» **EXERCISE BRIEF**:
Return every line in the entries below where the word "Serialize" shows up.

» **SUPPLIED RECORDS**:
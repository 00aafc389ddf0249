//! Table of contents.
//!
//! Headings become a two-level tree: sections (`h2`) with their
//! subsections (`h3`). A subsection seen before any section is promoted to
//! the top level and collects the subsections that follow it. The optional
//! introduction entry points at the page's lead element and never nests.

use serde::Serialize;

use super::heading::HeadingRecord;
use super::tree::{Element, Fragment, NodeId};
use crate::core::IdRegistry;

pub const MOUNT_ATTR: &str = "data-toc";
pub const EMPTY_ATTR: &str = "data-toc-empty";
pub const INTRO_ATTR: &str = "data-toc-intro";
pub const INTRO_ID: &str = "introduction";
pub const INTRO_LABEL: &str = "Introduction";

#[derive(Debug, Clone, Copy, PartialEq, Eq, Serialize)]
#[serde(rename_all = "lowercase")]
pub enum TocLevel {
    Intro,
    Section,
    Subsection,
}

impl TocLevel {
    pub fn from_heading(level: u8) -> Self {
        if level <= 2 { Self::Section } else { Self::Subsection }
    }

    /// Numeric level used in the `toc-level-N` class.
    pub fn depth(self) -> u8 {
        match self {
            Self::Intro => 1,
            Self::Section => 2,
            Self::Subsection => 3,
        }
    }
}

#[derive(Debug, Clone, PartialEq, Eq, Serialize)]
pub struct TocEntry {
    pub level: TocLevel,
    pub id: String,
    pub label: String,
    #[serde(skip_serializing_if = "Vec::is_empty")]
    pub children: Vec<TocEntry>,
}

impl TocEntry {
    pub fn new(level: TocLevel, id: impl Into<String>, label: impl Into<String>) -> Self {
        Self {
            level,
            id: id.into(),
            label: label.into(),
            children: Vec::new(),
        }
    }
}

impl From<&HeadingRecord> for TocEntry {
    fn from(record: &HeadingRecord) -> Self {
        Self::new(
            TocLevel::from_heading(record.level),
            record.id.as_str(),
            record.label.as_str(),
        )
    }
}

/// Arrange flat entries (document order) into the TOC tree.
pub fn build_tree<I>(entries: I) -> Vec<TocEntry>
where
    I: IntoIterator<Item = TocEntry>,
{
    let mut tree: Vec<TocEntry> = Vec::new();
    let mut current: Option<usize> = None;

    for entry in entries {
        match (entry.level, current) {
            (TocLevel::Intro, _) => {
                tree.push(entry);
                current = None;
            }
            (TocLevel::Subsection, Some(section)) => tree[section].children.push(entry),
            (TocLevel::Section | TocLevel::Subsection, _) => {
                tree.push(entry);
                current = Some(tree.len() - 1);
            }
        }
    }
    tree
}

/// Build the TOC for enhanced headings, with the introduction entry first.
pub fn build_toc(intro: Option<TocEntry>, headings: &[HeadingRecord]) -> Vec<TocEntry> {
    build_tree(intro.into_iter().chain(headings.iter().map(TocEntry::from)))
}

/// Locate the introduction target and make sure it has an id.
///
/// The target is the first `data-toc-intro` element, else the first `h1`.
/// Returns `None` when the page has no headings to introduce.
pub fn intro_entry(
    fragment: &mut Fragment,
    headings: &[HeadingRecord],
    ids: &mut IdRegistry,
) -> Option<TocEntry> {
    if headings.is_empty() {
        return None;
    }

    let target = fragment
        .select_first(|el| el.has_attr(INTRO_ATTR))
        .or_else(|| fragment.select_first(|el| el.is("h1")))?;

    let el = fragment.element_mut(target)?;
    let id = match el.plain_id() {
        Some(existing) => existing,
        None => {
            let id = ids.claim(INTRO_ID);
            el.set_attr("id", &id);
            id
        }
    };
    Some(TocEntry::new(TocLevel::Intro, id, INTRO_LABEL))
}

/// Render `entries` into the fragment's TOC mount.
///
/// Returns the mount, or `None` if the fragment has none. The mount's
/// previous content is replaced; an empty TOC flags the mount instead.
pub fn render_toc(fragment: &mut Fragment, entries: &[TocEntry]) -> Option<NodeId> {
    let mount = fragment.select_first(|el| el.has_attr(MOUNT_ATTR))?;
    fragment.clear_children(mount);

    let el = fragment.element_mut(mount)?;
    if entries.is_empty() {
        el.set_attr(EMPTY_ATTR, "");
        return Some(mount);
    }
    el.remove_attr(EMPTY_ATTR);

    let list = fragment.append_element(mount, Element::new("ol").with_attr("class", "toc-list"));
    render_entries(fragment, list, entries);
    Some(mount)
}

fn render_entries(fragment: &mut Fragment, list: NodeId, entries: &[TocEntry]) {
    for entry in entries {
        let class = format!("toc-item toc-level-{}", entry.level.depth());
        let item = fragment.append_element(list, Element::new("li").with_attr("class", &class));
        let link = fragment.append_element(
            item,
            Element::new("a").with_attr("href", &format!("#{}", entry.id)),
        );
        fragment.append_text(link, &entry.label);

        if !entry.children.is_empty() {
            let sub = fragment.append_element(item, Element::new("ol").with_attr("class", "toc-sublist"));
            render_entries(fragment, sub, &entry.children);
        }
    }
}

/// Indented plain-text outline, one entry per line.
pub fn outline(entries: &[TocEntry]) -> String {
    let mut out = String::new();
    for entry in entries {
        out.push_str(&format!("{} (#{})\n", entry.label, entry.id));
        for child in &entry.children {
            out.push_str(&format!("  {} (#{})\n", child.label, child.id));
        }
    }
    out
}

» **OUTPUT OF THE EXERCISE**:
use serde::Serialize;
#[derive(Debug, Clone, Copy, PartialEq, Eq, Serialize)]
#[derive(Debug, Clone, PartialEq, Eq, Serialize)]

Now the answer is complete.